Arashiel followed me, and I soon learned why; she wanted me to know that she suspected the "one who would not choose" was Jael, who was walking wounded since Irad's Jump and quite possibly remained an angel only because she hadn't chosen to Fall.
I found this information far more disturbing than you could possibly know. Jael was a central figure in the dynamics of this group, a rock of reliability. If she toppled, then another of us might, and another.... Too much to deal with right now. I told Arashiel I would mull it over.
My research on the seller of souls turned up a lot of human mythology, most of it completely useless, but I did read a book called "Faust." Anyway, no luck.

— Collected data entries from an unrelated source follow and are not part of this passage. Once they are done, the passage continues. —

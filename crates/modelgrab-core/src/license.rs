//! License filter
//!
//! License labels are free text coming from the hosting platform and vary in
//! casing, punctuation and wording. The filter is permissive about those
//! variations but keeps the share-alike, non-commercial and no-derivatives
//! Creative Commons variants out even though they textually contain "by".

use modelgrab_types::DEFAULT_LICENSES;
use std::fmt;

/// Markers of the more restrictive CC variants
const RESTRICTED_MARKERS: [&str; 6] = [
    "nc",
    "nd",
    "sa",
    "noncommercial",
    "noderivatives",
    "sharealike",
];

/// Ordered set of accepted license tokens
#[derive(Debug, Clone, PartialEq, Eq)]
pub struct LicenseFilter {
    tokens: Vec<String>,
}

impl LicenseFilter {
    /// Build a filter, lowercasing and trimming every token
    pub fn new<I, S>(tokens: I) -> Self
    where
        I: IntoIterator<Item = S>,
        S: AsRef<str>,
    {
        let mut normalized: Vec<String> = Vec::new();
        for token in tokens {
            let token = token.as_ref().trim().to_lowercase();
            if !token.is_empty() && !normalized.contains(&token) {
                normalized.push(token);
            }
        }
        Self { tokens: normalized }
    }

    pub fn tokens(&self) -> &[String] {
        &self.tokens
    }

    /// Whether `label` is covered by any accepted token
    pub fn matches(&self, label: &str) -> bool {
        let label = label.trim().to_lowercase();
        let label_normalized = collapse_separators(&label);

        self.tokens
            .iter()
            .any(|token| token_matches(token, &label, &label_normalized))
    }
}

impl Default for LicenseFilter {
    fn default() -> Self {
        Self::new(DEFAULT_LICENSES)
    }
}

impl fmt::Display for LicenseFilter {
    fn fmt(&self, f: &mut fmt::Formatter<'_>) -> fmt::Result {
        let upper: Vec<String> = self.tokens.iter().map(|t| t.to_uppercase()).collect();
        write!(f, "{}", upper.join(", "))
    }
}

fn collapse_separators(s: &str) -> String {
    s.replace(['-', '_'], " ")
}

fn token_matches(token: &str, label: &str, label_normalized: &str) -> bool {
    if label == token {
        return true;
    }

    if label_normalized == collapse_separators(token) {
        return true;
    }

    match token {
        "by" => {
            let mentions_attribution = label_normalized.contains("attribution")
                || (label_normalized.contains("cc") && label_normalized.contains("by"));
            mentions_attribution
                && !RESTRICTED_MARKERS
                    .iter()
                    .any(|marker| label_normalized.contains(marker))
        }
        "cc0" => label_normalized.contains("cc0") || label_normalized.contains("cc 0"),
        _ => false,
    }
}
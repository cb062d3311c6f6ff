//! HTTP access to the hosting platform's REST API

use crate::config::ClientConfig;
use crate::error::FetchError;
use reqwest::{Client, RequestBuilder};
use url::Url;

/// Thin wrapper around a `reqwest::Client` bound to one [`ClientConfig`].
///
/// Cloning is cheap; the underlying connection pool is shared.
#[derive(Debug, Clone)]
pub struct ApiClient {
    http: Client,
    base: Url,
    config: ClientConfig,
}

impl ApiClient {
    pub fn new(config: ClientConfig) -> Result<Self, FetchError> {
        let base = Url::parse(&config.api_base_url)
            .map_err(|_| FetchError::InvalidUrl(config.api_base_url.clone()))?;
        if base.cannot_be_a_base() {
            return Err(FetchError::InvalidUrl(config.api_base_url.clone()));
        }

        let http = Client::builder()
            .user_agent(config.user_agent.clone())
            .connect_timeout(config.transfer_timeout)
            .read_timeout(config.transfer_timeout)
            .build()?;

        Ok(Self { http, base, config })
    }

    pub fn config(&self) -> &ClientConfig {
        &self.config
    }

    /// Listing endpoint, `{base}/models`
    pub fn models_url(&self) -> Url {
        self.endpoint(&["models"])
    }

    /// Per-asset download resolution endpoint, `{base}/models/{uid}/download`
    pub fn download_endpoint(&self, uid: &str) -> Url {
        self.endpoint(&["models", uid, "download"])
    }

    fn endpoint(&self, segments: &[&str]) -> Url {
        let mut url = self.base.clone();
        if let Ok(mut path) = url.path_segments_mut() {
            path.pop_if_empty().extend(segments);
        }
        url
    }

    /// GET against the API, carrying the credential when one is configured
    pub(crate) fn api_get(&self, url: &str) -> RequestBuilder {
        let request = self.http.get(url);
        match self.config.authorization() {
            Some(auth) => request.header(reqwest::header::AUTHORIZATION, auth),
            None => request,
        }
    }

    /// GET against a resolved payload location; never carries the credential
    pub(crate) fn payload_get(&self, url: Url) -> RequestBuilder {
        self.http.get(url)
    }
}
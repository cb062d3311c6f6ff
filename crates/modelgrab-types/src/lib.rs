//! Shared types for modelgrab
//!
//! This crate contains the data structures shared between the core
//! library and the CLI: the catalog records returned by the hosting
//! platform, per-item outcomes, run summaries, events and settings.

use chrono::{DateTime, Utc};
use serde::{Deserialize, Serialize};
use serde_json::{Map, Value};
use std::path::PathBuf;
use std::time::Duration;

/// License tokens accepted when none are configured
pub const DEFAULT_LICENSES: [&str; 4] = ["cc0", "by", "free standard", "standard"];

/// Label used when an entry carries no license information
pub const UNKNOWN_LICENSE: &str = "unknown";

// ============================================================================
// Catalog Types
// ============================================================================

/// One asset record as returned by the listing endpoint.
///
/// Only the fields the downloader needs are typed; everything else the
/// server sends is kept in `extra` so the record can be written back out
/// unchanged.
#[derive(Debug, Clone, PartialEq, Serialize, Deserialize)]
pub struct CatalogEntry {
    pub uid: String,
    #[serde(default = "default_name")]
    pub name: String,
    #[serde(rename = "isDownloadable", default)]
    pub is_downloadable: bool,
    #[serde(default)]
    pub license: Option<License>,
    #[serde(flatten)]
    pub extra: Map<String, Value>,
}

fn default_name() -> String {
    "unknown".to_string()
}

impl CatalogEntry {
    pub fn new(uid: impl Into<String>, name: impl Into<String>) -> Self {
        Self {
            uid: uid.into(),
            name: name.into(),
            is_downloadable: false,
            license: None,
            extra: Map::new(),
        }
    }

    pub fn with_license(mut self, label: impl Into<String>) -> Self {
        self.license = Some(License {
            label: Some(label.into()),
            extra: Map::new(),
        });
        self
    }

    pub fn downloadable(mut self, is_downloadable: bool) -> Self {
        self.is_downloadable = is_downloadable;
        self
    }

    /// The license label, or [`UNKNOWN_LICENSE`] when the server sent none
    pub fn license_label(&self) -> &str {
        self.license
            .as_ref()
            .and_then(|l| l.label.as_deref())
            .unwrap_or(UNKNOWN_LICENSE)
    }
}

/// License descriptor attached to a catalog entry
#[derive(Debug, Clone, PartialEq, Serialize, Deserialize)]
pub struct License {
    #[serde(default)]
    pub label: Option<String>,
    #[serde(flatten)]
    pub extra: Map<String, Value>,
}

/// A single page of the listing endpoint
#[derive(Debug, Clone, Serialize, Deserialize)]
pub struct CatalogPage {
    #[serde(default)]
    pub results: Vec<CatalogEntry>,
    /// Absolute URL of the next page, absent on the last one
    #[serde(default)]
    pub next: Option<String>,
}

// ============================================================================
// Download Resolution Types
// ============================================================================

/// Response of the per-asset download endpoint
#[derive(Debug, Clone, Default, Serialize, Deserialize)]
pub struct DownloadResolution {
    #[serde(default)]
    pub source: Option<DownloadSource>,
    #[serde(default)]
    pub gltf: Option<DownloadSource>,
}

impl DownloadResolution {
    /// Direct payload location, preferring the original source archive
    pub fn location(&self) -> Option<&str> {
        self.source
            .as_ref()
            .and_then(|s| s.url.as_deref())
            .or_else(|| self.gltf.as_ref().and_then(|g| g.url.as_deref()))
    }
}

/// One candidate payload location
#[derive(Debug, Clone, Default, Serialize, Deserialize)]
pub struct DownloadSource {
    #[serde(default)]
    pub url: Option<String>,
    #[serde(default)]
    pub size: Option<u64>,
    #[serde(default)]
    pub expires: Option<u64>,
}

// ============================================================================
// Outcome Types
// ============================================================================

/// What happened to a single catalog entry
#[derive(Debug, Clone, PartialEq, Serialize, Deserialize)]
#[serde(tag = "status", rename_all = "snake_case")]
pub enum ItemOutcome {
    /// Payload transferred during this run
    Downloaded { path: PathBuf, bytes: u64 },
    /// Destination already existed, nothing was transferred
    AlreadyPresent { path: PathBuf, bytes: u64 },
    /// License did not match the filter
    SkippedLicense { label: String },
    Failed { reason: String },
}

impl ItemOutcome {
    pub fn is_success(&self) -> bool {
        matches!(
            self,
            ItemOutcome::Downloaded { .. } | ItemOutcome::AlreadyPresent { .. }
        )
    }
}

/// Run-level tally of item outcomes
#[derive(Debug, Clone, PartialEq, Serialize, Deserialize)]
pub struct RunSummary {
    pub successful: u32,
    pub failed: u32,
    pub skipped_license: u32,
    pub total: u32,
    pub started_at: DateTime<Utc>,
    pub finished_at: Option<DateTime<Utc>>,
}

impl RunSummary {
    pub fn new(total: usize) -> Self {
        Self {
            successful: 0,
            failed: 0,
            skipped_license: 0,
            total: total as u32,
            started_at: Utc::now(),
            finished_at: None,
        }
    }

    pub fn record(&mut self, outcome: &ItemOutcome) {
        match outcome {
            ItemOutcome::Downloaded { .. } | ItemOutcome::AlreadyPresent { .. } => {
                self.successful += 1
            }
            ItemOutcome::SkippedLicense { .. } => self.skipped_license += 1,
            ItemOutcome::Failed { .. } => self.failed += 1,
        }
    }

    pub fn finish(&mut self) {
        self.finished_at = Some(Utc::now());
    }
}

// ============================================================================
// Event Types
// ============================================================================

/// Events emitted by the core while a run progresses
#[derive(Debug, Clone, Serialize, Deserialize)]
#[serde(tag = "type", content = "payload")]
pub enum RunEvent {
    CatalogStarted {
        username: String,
    },
    PageFetched {
        count: usize,
        total: usize,
    },
    CatalogFetchFailed {
        status: u16,
        body: String,
    },
    CatalogFinished {
        total: usize,
    },
    MetadataSaved {
        path: PathBuf,
    },
    ItemStarted {
        index: usize,
        total: usize,
        uid: String,
        name: String,
        license: String,
        downloadable: bool,
    },
    ItemProgress {
        uid: String,
        downloaded: u64,
        total: Option<u64>,
    },
    ItemFinished {
        uid: String,
        outcome: ItemOutcome,
    },
    RunFinished {
        summary: RunSummary,
    },
}

// ============================================================================
// Settings Types
// ============================================================================

/// Application settings
#[derive(Debug, Clone, PartialEq, Serialize, Deserialize)]
#[serde(default)]
pub struct Settings {
    /// Base URL of the hosting platform's REST API
    pub api_base_url: String,
    /// Entries requested per listing page
    pub page_size: u32,
    /// Pause after each listing page, in milliseconds
    pub page_delay_ms: u64,
    /// Pause after each item that hit the network, in milliseconds
    pub item_delay_ms: u64,
    /// Pause after an item found already on disk, in milliseconds
    pub existing_delay_ms: u64,
    pub resolve_timeout_secs: u64,
    pub transfer_timeout_secs: u64,
    pub user_agent: String,
    pub default_output_dir: PathBuf,
    /// Accepted license tokens
    pub licenses: Vec<String>,
}

impl Settings {
    pub fn page_delay(&self) -> Duration {
        Duration::from_millis(self.page_delay_ms)
    }

    pub fn item_delay(&self) -> Duration {
        Duration::from_millis(self.item_delay_ms)
    }

    pub fn existing_delay(&self) -> Duration {
        Duration::from_millis(self.existing_delay_ms)
    }
}

impl Default for Settings {
    fn default() -> Self {
        Self {
            api_base_url: "https://api.sketchfab.com/v3".to_string(),
            page_size: 100,
            page_delay_ms: 200,
            item_delay_ms: 300,
            existing_delay_ms: 100,
            resolve_timeout_secs: 10,
            transfer_timeout_secs: 30,
            user_agent: format!("modelgrab/{}", env!("CARGO_PKG_VERSION")),
            default_output_dir: PathBuf::from("downloads"),
            licenses: DEFAULT_LICENSES.iter().map(|s| s.to_string()).collect(),
        }
    }
}

#[cfg(test)]
mod tests {
    use super::*;
    use serde_json::json;

    #[test]
    fn test_catalog_entry_keeps_unknown_fields() {
        let raw = json!({
            "uid": "abc123",
            "name": "Robot",
            "isDownloadable": true,
            "license": { "label": "CC Attribution", "slug": "by" },
            "viewCount": 42,
            "thumbnails": { "images": [] }
        });

        let entry: CatalogEntry = serde_json::from_value(raw.clone()).unwrap();
        assert_eq!(entry.uid, "abc123");
        assert!(entry.is_downloadable);
        assert_eq!(entry.license_label(), "CC Attribution");
        assert_eq!(entry.extra.get("viewCount"), Some(&json!(42)));

        assert_eq!(serde_json::to_value(&entry).unwrap(), raw);
    }

    #[test]
    fn test_catalog_entry_defaults() {
        let entry: CatalogEntry = serde_json::from_value(json!({ "uid": "x" })).unwrap();
        assert_eq!(entry.name, "unknown");
        assert!(!entry.is_downloadable);
        assert_eq!(entry.license_label(), UNKNOWN_LICENSE);

        let entry: CatalogEntry =
            serde_json::from_value(json!({ "uid": "y", "license": null })).unwrap();
        assert_eq!(entry.license_label(), UNKNOWN_LICENSE);
    }

    #[test]
    fn test_resolution_prefers_source_over_gltf() {
        let both: DownloadResolution = serde_json::from_value(json!({
            "source": { "url": "https://cdn/a.zip", "size": 10 },
            "gltf": { "url": "https://cdn/a.gltf.zip" }
        }))
        .unwrap();
        assert_eq!(both.location(), Some("https://cdn/a.zip"));

        let gltf_only: DownloadResolution = serde_json::from_value(json!({
            "source": {},
            "gltf": { "url": "https://cdn/b.zip" }
        }))
        .unwrap();
        assert_eq!(gltf_only.location(), Some("https://cdn/b.zip"));

        let none: DownloadResolution = serde_json::from_value(json!({ "usdz": {} })).unwrap();
        assert_eq!(none.location(), None);
    }

    #[test]
    fn test_summary_tally() {
        let mut summary = RunSummary::new(4);
        summary.record(&ItemOutcome::Downloaded {
            path: PathBuf::from("a.zip"),
            bytes: 3,
        });
        summary.record(&ItemOutcome::AlreadyPresent {
            path: PathBuf::from("b.zip"),
            bytes: 3,
        });
        summary.record(&ItemOutcome::SkippedLicense {
            label: "CC-BY-NC".to_string(),
        });
        summary.record(&ItemOutcome::Failed {
            reason: "not downloadable".to_string(),
        });

        assert_eq!(summary.successful, 2);
        assert_eq!(summary.failed, 1);
        assert_eq!(summary.skipped_license, 1);
        assert_eq!(summary.total, 4);
    }

    #[test]
    fn test_partial_settings_fill_defaults() {
        let settings: Settings =
            serde_json::from_value(json!({ "page_size": 24, "page_delay_ms": 0 })).unwrap();
        assert_eq!(settings.page_size, 24);
        assert_eq!(settings.page_delay(), Duration::ZERO);
        assert_eq!(settings.item_delay_ms, 300);
        assert_eq!(settings.licenses, DEFAULT_LICENSES.to_vec());
    }
}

I returned to the Tether after dark, managed to evade Adrienne and slip out the door. I lurked outside the shelter for some sign of trouble, finally gave up in the coldest hour before dawn and made my way to the Painted Pot and picked the lock to let myself in. Yet another useful skill of this vessel. Still no sign of Jael, or Arashiel. I stoked up the kiln and settled in to rest. Soon it will be time to go to meet Giles for whatever penance he prescribes to set my heart right with the Symphony. I hope it's something interesting.